And this precision in ion channel control means that when they go wrong, you get these diseases called muscle tantalopathies.
We see this clearly in conditions like the myotonia's, where patients have prolonged muscle stiffness after a voluntary contraction.
These often stem from dysfunction in the sodium or chloride channels that help shape the action potential.

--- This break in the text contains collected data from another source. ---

//! Region geometry and the equirectangular analysis grid derived from it.
//! All coordinate math uses f64 degrees.

use std::path::Path;

use serde::{Deserialize, Serialize};

use crate::error::{PipelineError, PipelineResult, RegionLoadError};

/// Metres per degree of latitude (and of longitude at the equator).
pub const METRES_PER_DEG: f64 = 111_320.0;

/// A geographic position in degrees.
#[derive(Debug, Clone, Copy, PartialEq, Serialize, Deserialize)]
pub struct LonLat {
    /// Longitude in degrees, -180 to +180.
    pub lon: f64,
    /// Latitude in degrees, -90 to +90.
    pub lat: f64,
}

impl LonLat {
    pub fn new(lon: f64, lat: f64) -> Self {
        Self { lon, lat }
    }

    fn is_valid(self) -> bool {
        self.lon.is_finite()
            && self.lat.is_finite()
            && (-180.0..=180.0).contains(&self.lon)
            && (-90.0..=90.0).contains(&self.lat)
    }
}

/// Axis-aligned geographic bounding box.
#[derive(Debug, Clone, Copy, PartialEq, Serialize, Deserialize)]
pub struct Bounds {
    pub min_lon: f64,
    pub max_lon: f64,
    pub min_lat: f64,
    pub max_lat: f64,
}

impl Bounds {
    pub fn new(min_lon: f64, max_lon: f64, min_lat: f64, max_lat: f64) -> Self {
        Self { min_lon, max_lon, min_lat, max_lat }
    }

    /// True if the two boxes share any area or edge.
    pub fn intersects(&self, other: &Bounds) -> bool {
        self.min_lon <= other.max_lon
            && other.min_lon <= self.max_lon
            && self.min_lat <= other.max_lat
            && other.min_lat <= self.max_lat
    }

    pub fn contains(&self, lon: f64, lat: f64) -> bool {
        lon >= self.min_lon && lon <= self.max_lon && lat >= self.min_lat && lat <= self.max_lat
    }
}

/// The user-selected region: a drawn polygon or a single clicked point.
#[derive(Debug, Clone, PartialEq, Serialize, Deserialize)]
#[serde(tag = "type", rename_all = "lowercase")]
pub enum Region {
    Point { lon: f64, lat: f64 },
    /// Outer ring; the closing vertex may be repeated or omitted.
    Polygon { ring: Vec<LonLat> },
}

impl Region {
    pub fn point(lon: f64, lat: f64) -> Self {
        Region::Point { lon, lat }
    }

    /// Axis-aligned rectangle polygon, mostly useful for tests and tooling.
    pub fn rectangle(min_lon: f64, min_lat: f64, max_lon: f64, max_lat: f64) -> Self {
        Region::Polygon {
            ring: vec![
                LonLat::new(min_lon, min_lat),
                LonLat::new(max_lon, min_lat),
                LonLat::new(max_lon, max_lat),
                LonLat::new(min_lon, max_lat),
            ],
        }
    }

    /// Read a region from a JSON file such as `{"type":"point","lon":10.0,"lat":45.0}`.
    /// Geometry is not validated here; planning does that.
    pub fn from_json_file(path: impl AsRef<Path>) -> Result<Self, RegionLoadError> {
        let path = path.as_ref();
        let text = std::fs::read_to_string(path).map_err(|source| RegionLoadError::Io {
            path: path.display().to_string(),
            source,
        })?;
        serde_json::from_str(&text).map_err(|source| RegionLoadError::Decode {
            path: path.display().to_string(),
            source,
        })
    }

    /// Reject empty, degenerate or out-of-range geometry.
    pub fn validate(&self) -> PipelineResult<()> {
        match self {
            Region::Point { lon, lat } => {
                if !LonLat::new(*lon, *lat).is_valid() {
                    return Err(PipelineError::InvalidGeometry(format!(
                        "point ({lon}, {lat}) is outside the valid coordinate range"
                    )));
                }
                Ok(())
            }
            Region::Polygon { ring } => {
                if let Some(bad) = ring.iter().find(|p| !p.is_valid()) {
                    return Err(PipelineError::InvalidGeometry(format!(
                        "vertex ({}, {}) is outside the valid coordinate range",
                        bad.lon, bad.lat
                    )));
                }
                let vertices = open_ring(ring);
                let mut distinct: Vec<LonLat> = Vec::with_capacity(vertices.len());
                for v in vertices {
                    if !distinct.contains(v) {
                        distinct.push(*v);
                    }
                }
                if distinct.len() < 3 {
                    return Err(PipelineError::InvalidGeometry(format!(
                        "polygon needs at least 3 distinct vertices, got {}",
                        distinct.len()
                    )));
                }
                if shoelace_area(vertices).abs() < 1e-12 {
                    return Err(PipelineError::InvalidGeometry(
                        "polygon encloses zero area".to_string(),
                    ));
                }
                Ok(())
            }
        }
    }

    pub fn bounds(&self) -> Bounds {
        match self {
            Region::Point { lon, lat } => Bounds::new(*lon, *lon, *lat, *lat),
            Region::Polygon { ring } => ring.iter().fold(
                Bounds::new(f64::INFINITY, f64::NEG_INFINITY, f64::INFINITY, f64::NEG_INFINITY),
                |b, p| Bounds::new(b.min_lon.min(p.lon), b.max_lon.max(p.lon), b.min_lat.min(p.lat), b.max_lat.max(p.lat)),
            ),
        }
    }

    /// Even-odd point-in-polygon test. A point region contains nothing;
    /// its single grid pixel is marked inside by [`AnalysisGrid::for_region`].
    pub fn contains(&self, lon: f64, lat: f64) -> bool {
        let ring = match self {
            Region::Point { .. } => return false,
            Region::Polygon { ring } => open_ring(ring),
        };
        let mut inside = false;
        let n = ring.len();
        let mut j = n.wrapping_sub(1);
        for i in 0..n {
            let (a, b) = (ring[i], ring[j]);
            if (a.lat > lat) != (b.lat > lat) {
                let x = (b.lon - a.lon) * (lat - a.lat) / (b.lat - a.lat) + a.lon;
                if lon < x {
                    inside = !inside;
                }
            }
            j = i;
        }
        inside
    }
}

/// Drop a repeated closing vertex if present.
fn open_ring(ring: &[LonLat]) -> &[LonLat] {
    match (ring.first(), ring.last()) {
        (Some(first), Some(last)) if ring.len() > 1 && first == last => &ring[..ring.len() - 1],
        _ => ring,
    }
}

fn shoelace_area(ring: &[LonLat]) -> f64 {
    let n = ring.len();
    (0..n)
        .map(|i| {
            let (a, b) = (ring[i], ring[(i + 1) % n]);
            a.lon * b.lat - b.lon * a.lat
        })
        .sum::<f64>()
        / 2.0
}

/// Sampling grid covering a region's bounding box at a fixed scale.
///
/// Row 0 is the northern edge. Pixels whose centre falls outside the region
/// carry no value in any raster built on the grid.
#[derive(Debug, Clone, PartialEq)]
pub struct AnalysisGrid {
    pub width: usize,
    pub height: usize,
    pub bounds: Bounds,
    inside: Vec<bool>,
}

impl AnalysisGrid {
    /// Build the grid for `region` at `scale_m` metres per pixel.
    ///
    /// Longitude spacing is widened by 1/cos(mid-latitude) so pixels stay
    /// roughly square on the ground.
    pub fn for_region(region: &Region, scale_m: f64, max_pixels: usize) -> PipelineResult<Self> {
        region.validate()?;
        if !(scale_m.is_finite() && scale_m > 0.0) {
            return Err(PipelineError::InvalidRequest(format!("scale {scale_m} m must be positive")));
        }
        let b = region.bounds();
        let mid_lat = (b.min_lat + b.max_lat) / 2.0;
        let dlat = scale_m / METRES_PER_DEG;
        let dlon = scale_m / (METRES_PER_DEG * mid_lat.to_radians().cos().max(1e-6));

        if let Region::Point { lon, lat } = region {
            let bounds = Bounds::new(lon - dlon / 2.0, lon + dlon / 2.0, lat - dlat / 2.0, lat + dlat / 2.0);
            return Ok(Self { width: 1, height: 1, bounds, inside: vec![true] });
        }

        let width = (((b.max_lon - b.min_lon) / dlon).ceil() as usize).max(1);
        let height = (((b.max_lat - b.min_lat) / dlat).ceil() as usize).max(1);
        if width.saturating_mul(height) > max_pixels {
            return Err(PipelineError::InvalidGeometry(format!(
                "region needs a {width}×{height} grid at {scale_m} m, limit is {max_pixels} pixels"
            )));
        }
        let bounds = Bounds::new(
            b.min_lon,
            b.min_lon + width as f64 * dlon,
            b.max_lat - height as f64 * dlat,
            b.max_lat,
        );
        let mut grid = Self { width, height, bounds, inside: Vec::with_capacity(width * height) };
        for r in 0..height {
            for c in 0..width {
                let (lon, lat) = grid.pixel_center(r, c);
                grid.inside.push(region.contains(lon, lat));
            }
        }
        if !grid.inside.iter().any(|&i| i) {
            return Err(PipelineError::InvalidGeometry(format!(
                "region covers no pixel centre at {scale_m} m scale"
            )));
        }
        Ok(grid)
    }

    /// Grid over explicit bounds with every pixel inside. Used by tests and tools.
    pub fn from_bounds(bounds: Bounds, width: usize, height: usize) -> Self {
        Self { width, height, bounds, inside: vec![true; width * height] }
    }

    #[inline]
    pub fn len(&self) -> usize {
        self.width * self.height
    }

    #[inline]
    pub fn is_empty(&self) -> bool {
        self.len() == 0
    }

    pub fn pixel_deg(&self) -> (f64, f64) {
        (
            (self.bounds.max_lon - self.bounds.min_lon) / self.width as f64,
            (self.bounds.max_lat - self.bounds.min_lat) / self.height as f64,
        )
    }

    /// Centre of pixel `(row, col)` as `(lon, lat)`.
    pub fn pixel_center(&self, row: usize, col: usize) -> (f64, f64) {
        let (dlon, dlat) = self.pixel_deg();
        (
            self.bounds.min_lon + (col as f64 + 0.5) * dlon,
            self.bounds.max_lat - (row as f64 + 0.5) * dlat,
        )
    }

    /// Latitude span `(south, north)` of a pixel row.
    pub fn row_lat_span(&self, row: usize) -> (f64, f64) {
        let (_, dlat) = self.pixel_deg();
        let north = self.bounds.max_lat - row as f64 * dlat;
        (north - dlat, north)
    }

    #[inline]
    pub fn is_inside(&self, idx: usize) -> bool {
        self.inside[idx]
    }

    pub fn inside_count(&self) -> usize {
        self.inside.iter().filter(|&&i| i).count()
    }
}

And the mutation in the ryanodyne receptor that causes malignant hyperthermia is a powerful and terrifying example of what happens when EC coupling fails.
It is.
Malignant hyperthermia is a severe channelopathy from a defective RIR channel.
When someone with this mutation is exposed to certain anesthetics, it can trigger an abnormal, massive and sustained leak of calcium from the SR.
So it's an uncontrollable contraction.
An uncontrollable sustained contraction of pharmacological tetanus.
The resulting dangerously high metabolic rate and heat production can be fatal.
It just vividly demonstrates how fundamental the integrity of that calcium channel is.
OK, so we know how the signal starts the contraction.
Let's zoom back out and talk about the actual force this signal produces, starting with the two main ways we categorize muscle work.
We define them based on whether the length or the tension is held constant.
So an isotonic contraction, same tension, is where the muscle contracts against a constant load and the muscle actually shortens.
Right.
This is what does work, moving your limbs.
Exactly.
Work is force times distance.
Conversely, an isometric contraction, same length, is about generating tension without movement.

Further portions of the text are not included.